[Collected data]
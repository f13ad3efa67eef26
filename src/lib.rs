//! Provider-side execution coordinator for a GPU compute marketplace.
//!
//! A claimed job arrives over local HTTP, runs in an isolated container, and
//! comes back as a result reference (an inline hash or an `ipfs://` locator)
//! that the caller submits on-chain as proof of completion.

pub mod config;
pub mod dispatcher;
pub mod error;
pub mod hasher;
pub mod job;
pub mod probe;
pub mod sandbox;
pub mod server;
pub mod service;
pub mod storage;
pub mod workspace;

* [AIM OF THE TASK]: Output the entire set of records exactly as shown.

* [EXERCISE RESULT]:
repository f13ad3efa67eef26
filename src/lib.rs
//! Provider-side execution coordinator for a GPU compute marketplace.
//!
//! A claimed job arrives over local HTTP, runs in an isolated container, and
//! comes back as a result reference (an inline hash or an `ipfs://` locator)
//! that the caller submits on-chain as proof of completion.

pub mod config;
pub mod dispatcher;
pub mod error;
pub mod hasher;
pub mod job;
pub mod probe;
pub mod sandbox;
pub mod server;
pub mod service;
pub mod storage;
pub mod workspace;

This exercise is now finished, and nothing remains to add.